MASTER EQUIPMENT
RENTAL AGREEMENT
TERMS &
CONDITIONS
Please Read Carefully. You Are
100% Liable For Our Equipment
From Time It Leaves Our Facility Until The Time
It Is Returned
To Us And We Sign For It:
1. Indemnity. Lessee/Renter (“You”) agree to
defend, indemnify, and hold JGS Media Service (“JGS”), our agents, employees,
assignees, suppliers, sub-lessors and sub-renters (“Us” or “We”) harmless from
and against any and all claims, actions, causes of action, demands, rights,
damages of any kind, costs, loss of profit, expenses and compensation
whatsoever including court costs and attorneys’ fees (“Claims”), in any way
arising from, or in connection with the Equipment rented/leased under this
Agreement (“Equipment”), including, without limitation, as a result of its use,
maintenance, or possession, irrespective of the cause of the Claim, except in
the case of our sole negligence or willful act, from the time the Equipment
leaves our place of business when you rent it until the Equipment is returned
to us during normal business hours and we sign a written
receipt for it.
2. Rental Period. The first rental day of the
contract begins on the date listed on your rental invoice, signed by you or
your agent as “Pick Up”. The last rental day is the day prior to the date on
which the equipment is returned, if the equipment is returned before 10:00 AM.
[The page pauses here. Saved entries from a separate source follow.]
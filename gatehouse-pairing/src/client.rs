//! Pairing client: discovery bookkeeping, the one-shot auto-connect, and
//! explicit pairing with token caching.
//!
//! The client is shared between the discovery loop and whoever drives manual
//! pairing, so all mutable state sits behind one lock. The lock is never held
//! across an `.await`.

use std::sync::{Arc, Mutex, MutexGuard};

use gatehouse_core::secrets::BRIDGE_NAMESPACE;
use gatehouse_core::SecretStore;
use secrecy::{ExposeSecret, SecretString};

use crate::error::PairingError;
use crate::identity::NodeIdentity;
use crate::peer::{DiscoveredPeer, PeerEvent, PeerSet};
use crate::transport::{BridgeConnector, BridgeSession, DiscoveryTransport, PairingTransport};

/// Secret-store account holding the bridge token for `node_id`.
pub fn bridge_token_account(node_id: &str) -> String {
    format!("bridge-token.{node_id}")
}

#[derive(Debug, Clone, PartialEq, Eq)]
pub enum AutoConnect {
    Skipped(SkipReason),
    Connected(BridgeSession),
}

#[derive(Debug, Clone, Copy, PartialEq, Eq)]
pub enum SkipReason {
    AlreadyAttempted,
    AlreadyConnected,
    PairingInProgress,
    NoCachedToken,
    NoPeers,
}

#[derive(Debug, Default)]
struct ClientState {
    discovering: bool,
    peers: PeerSet,
    auto_connect_attempted: bool,
    pairing_in_progress: bool,
    connected: Option<BridgeSession>,
}

impl ClientState {
    fn skip_reason(&self) -> Option<SkipReason> {
        if self.auto_connect_attempted {
            Some(SkipReason::AlreadyAttempted)
        } else if self.connected.is_some() {
            Some(SkipReason::AlreadyConnected)
        } else if self.pairing_in_progress {
            Some(SkipReason::PairingInProgress)
        } else {
            None
        }
    }
}

pub struct PairingClient {
    identity: NodeIdentity,
    secrets: Arc<dyn SecretStore>,
    pairing: Arc<dyn PairingTransport>,
    connector: Arc<dyn BridgeConnector>,
    state: Mutex<ClientState>,
}

impl PairingClient {
    pub fn new(
        identity: NodeIdentity,
        secrets: Arc<dyn SecretStore>,
        pairing: Arc<dyn PairingTransport>,
        connector: Arc<dyn BridgeConnector>,
    ) -> Self {
        Self {
            identity,
            secrets,
            pairing,
            connector,
            state: Mutex::default(),
        }
    }

    pub fn identity(&self) -> &NodeIdentity {
        &self.identity
    }

    /// Peers seen during the current discovery session.
    pub fn peers(&self) -> Vec<DiscoveredPeer> {
        self.lock().peers.as_slice().to_vec()
    }

    pub fn is_discovering(&self) -> bool {
        self.lock().discovering
    }

    pub fn connected(&self) -> Option<BridgeSession> {
        self.lock().connected.clone()
    }

    pub fn is_connected(&self) -> bool {
        self.lock().connected.is_some()
    }

    /// Record a discovery event. Returns `true` when the peer list changed.
    pub fn on_peer_event(&self, event: PeerEvent) -> bool {
        match event {
            PeerEvent::Found(peer) => {
                tracing::debug!(peer = %peer.id, endpoint = %peer.endpoint, "peer discovered");
                self.lock().peers.upsert(peer)
            }
        }
    }

    // -----------------------------------------------------------------------
    // Auto-connect
    // -----------------------------------------------------------------------

    /// Connect to the first discovered peer with the cached token.
    ///
    /// Fires at most once per client; never performs a pairing handshake.
    pub async fn maybe_auto_connect(&self) -> Result<AutoConnect, PairingError> {
        if let Some(reason) = self.lock().skip_reason() {
            return Ok(AutoConnect::Skipped(reason));
        }

        let Some(token) = self.cached_token() else {
            return Ok(AutoConnect::Skipped(SkipReason::NoCachedToken));
        };

        let peer = {
            let mut state = self.lock();
            if let Some(reason) = state.skip_reason() {
                return Ok(AutoConnect::Skipped(reason));
            }
            let Some(peer) = state.peers.first().cloned() else {
                return Ok(AutoConnect::Skipped(SkipReason::NoPeers));
            };
            state.auto_connect_attempted = true;
            peer
        };

        tracing::info!(peer = %peer.id, "auto-connecting with cached token");
        let session = self.connect_with(&peer, &token).await?;
        Ok(AutoConnect::Connected(session))
    }

    // -----------------------------------------------------------------------
    // Explicit pairing
    // -----------------------------------------------------------------------

    /// Pair with `peer_id` and connect.
    ///
    /// A cached token is reused without a handshake. Otherwise the gateway
    /// issues one, which is persisted before the connection is attempted.
    pub async fn pair(&self, peer_id: &str) -> Result<BridgeSession, PairingError> {
        let (peer, _guard) = {
            let mut state = self.lock();
            if state.pairing_in_progress {
                return Err(PairingError::PairingInProgress);
            }
            let peer = state
                .peers
                .get(peer_id)
                .cloned()
                .ok_or_else(|| PairingError::UnknownPeer(peer_id.to_string()))?;
            state.pairing_in_progress = true;
            (peer, PairingGuard { state: &self.state })
        };

        let token = match self.cached_token() {
            Some(token) => token,
            None => {
                let token = self.pairing.pair(&peer, &self.identity, None).await?;
                if token.expose_secret().trim().is_empty() {
                    return Err(PairingError::EmptyToken);
                }
                let account = bridge_token_account(&self.identity.node_id);
                if !self.secrets.save(BRIDGE_NAMESPACE, &account, &token) {
                    tracing::warn!(
                        namespace = BRIDGE_NAMESPACE,
                        account = %account,
                        "could not cache pairing token; continuing without it"
                    );
                }
                token
            }
        };

        self.connect_with(&peer, &token).await
    }

    // -----------------------------------------------------------------------
    // Discovery loop
    // -----------------------------------------------------------------------

    /// Drive one discovery session until the transport's stream ends.
    ///
    /// Each new peer gives auto-connect a chance to fire. The transport is
    /// stopped and peers are cleared when the session ends, including when
    /// this future is dropped.
    pub async fn run_discovery(&self, transport: &dyn DiscoveryTransport) -> Result<(), PairingError> {
        let mut events = transport.start()?;
        self.lock().discovering = true;
        let _session = DiscoveryGuard {
            state: &self.state,
            transport,
        };

        while let Some(event) = events.recv().await {
            if !self.on_peer_event(event) {
                continue;
            }
            match self.maybe_auto_connect().await {
                Ok(AutoConnect::Connected(session)) => {
                    tracing::info!(peer = %session.peer_id, "bridge connected");
                }
                Ok(AutoConnect::Skipped(reason)) => {
                    tracing::debug!(?reason, "auto-connect skipped");
                }
                Err(err) => tracing::warn!(error = %err, "auto-connect failed"),
            }
        }
        Ok(())
    }

    // -----------------------------------------------------------------------
    // Private helpers
    // -----------------------------------------------------------------------

    fn cached_token(&self) -> Option<SecretString> {
        let account = bridge_token_account(&self.identity.node_id);
        self.secrets
            .load(BRIDGE_NAMESPACE, &account)
            .filter(|t| !t.expose_secret().trim().is_empty())
    }

    async fn connect_with(
        &self,
        peer: &DiscoveredPeer,
        token: &SecretString,
    ) -> Result<BridgeSession, PairingError> {
        match self.connector.connect(peer, &self.identity, token).await {
            Ok(session) => {
                self.lock().connected = Some(session.clone());
                Ok(session)
            }
            Err(PairingError::Unauthorized) => {
                let account = bridge_token_account(&self.identity.node_id);
                self.secrets.delete(BRIDGE_NAMESPACE, &account);
                tracing::warn!(peer = %peer.id, "gateway rejected cached token; cleared");
                Err(PairingError::TokenRejected)
            }
            Err(err) => Err(err),
        }
    }

    fn lock(&self) -> MutexGuard<'_, ClientState> {
        self.state.lock().unwrap_or_else(|poisoned| poisoned.into_inner())
    }
}

/// Clears `pairing_in_progress` however `pair` exits.
struct PairingGuard<'a> {
    state: &'a Mutex<ClientState>,
}

impl Drop for PairingGuard<'_> {
    fn drop(&mut self) {
        let mut state = self.state.lock().unwrap_or_else(|poisoned| poisoned.into_inner());
        state.pairing_in_progress = false;
    }
}

/// Stops the transport and forgets peers however `run_discovery` exits.
struct DiscoveryGuard<'a> {
    state: &'a Mutex<ClientState>,
    transport: &'a dyn DiscoveryTransport,
}

impl Drop for DiscoveryGuard<'_> {
    fn drop(&mut self) {
        self.transport.stop();
        let mut state = self.state.lock().unwrap_or_else(|poisoned| poisoned.into_inner());
        state.discovering = false;
        state.peers.clear();
    }
}

#[cfg(test)]
mod tests {
    use super::*;

    #[test]
    fn account_is_scoped_to_node() {
        assert_eq!(bridge_token_account("node-abc"), "bridge-token.node-abc");
    }

    #[test]
    fn skip_reasons_in_priority_order() {
        let mut state = ClientState::default();
        assert_eq!(state.skip_reason(), None);
        state.pairing_in_progress = true;
        assert_eq!(state.skip_reason(), Some(SkipReason::PairingInProgress));
        state.auto_connect_attempted = true;
        assert_eq!(state.skip_reason(), Some(SkipReason::AlreadyAttempted));
    }
}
Equipment returned after 10:00 AM is subject to an additional day’s rental
charge. The amount of the daily rental charges are set forth on your attached
rental invoice. Weekly rates are extended to reflect a one-week charge, and are
used for budgetary purposes only. The actual number of weeks charged will be
for the number of weeks the equipment is in the Lessee’s possession. This
period terminates not on the “Return” date indicated on your rental invoice,
but rather on the date of the equipment’s physical return to us, indicated by
“Date In & Time In” on rental invoice.
3. Loss of or Damage
to Equipment. You
are responsible for loss, damage or destruction of the Equipment, including but
not limited to losses while in transit, while loading and unloading, while at
any and all locations, while in storage and while on your premises, except that
you are not responsible for damage to or loss of the Equipment caused by our sole
negligence or willful misconduct.
4. Shipments. If the equipment is shipped, no
Lessee signature will be on the rental invoice. The Lessee enters into this
contractual arrangement by virtue of the Lessee’s written request for said
shipment. The Lessee assumes possession of the equipment and all risk and
expense for any shipment once the equipment has been consigned to a carrier, or
carrier’s agent. If not specified by the Lessee, the Lessor will determine
which carrier to use. The Lessor is not liable in any way for the loss, damage,
delay, or costs arising from the shipment.
5. Return of
Equipment. The
acceptance of the return of leased equipment is not a waiver of claims the
Lessor may have against the Lessee, nor is it a waiver of claims for latent or
patent damage to the leased equipment.
6. Protection of
Others. You will
take reasonable precautions in regard to the use of the Equipment to protect
all persons and property from injury or damage. The Equipment shall be used
only by your employees or agents qualified to use the Equipment.
7. Equipment in
Working Order. We
have tested the Equipment in accordance with reasonable industry standards and
found it to be in working order immediately prior to the inception of this
Agreement, and to the extent you have disclosed to us all of the intended uses
of the Equipment, it is fit for its intended purpose. Other than what is set
forth herein, you acknowledge that the Equipment is rented/leased without
warranty, or guarantee, except as required by law or otherwise agreed upon by
the parties at the inception of this Agreement.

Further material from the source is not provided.